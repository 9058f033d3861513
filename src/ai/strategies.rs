//! AI戦略の実装モジュール
//! AIの手の選び方を定義する。現状は強制取りを反映した合法手の先頭を選ぶ方針のみ。

use crate::error::AIError;
use crate::game::{Game, Move};

/// AI戦略の共通インターフェース
pub trait AIStrategy: Send + Sync {
    /// ゲーム状態から手番のプレイヤーの手を選ぶ
    fn select_move(&self, game: &Game) -> Result<Move, AIError>;
    /// AIの名前を返す
    fn get_name(&self) -> &'static str;
}

/// 最初に列挙された合法手を選ぶAI実装
/// 評価や探索は行わない
#[derive(Debug, Clone, Default)]
pub struct FirstMoveAI;

impl FirstMoveAI {
    pub fn new() -> Self {
        FirstMoveAI
    }
}

impl AIStrategy for FirstMoveAI {
    fn select_move(&self, game: &Game) -> Result<Move, AIError> {
        let ai_player = game.ai_player().ok_or_else(|| AIError::StrategyError {
            message: "Game has no AI player".to_string(),
        })?;

        game.board
            .get_all_possible_moves(ai_player)
            .into_iter()
            .next()
            .ok_or(AIError::NoValidMoves)
    }

    fn get_name(&self) -> &'static str {
        "FirstMoveAI"
    }
}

- - - - - - -

◆ **PROBLEM STATEMENT**: Where a line of the records contains the word "AIError", copy that line.

◆ **TASK SOLUTION**:
use crate::error::AIError;
    fn select_move(&self, game: &Game) -> Result<Move, AIError>;
    fn select_move(&self, game: &Game) -> Result<Move, AIError> {
        let ai_player = game.ai_player().ok_or_else(|| AIError::StrategyError {
            .ok_or(AIError::NoValidMoves)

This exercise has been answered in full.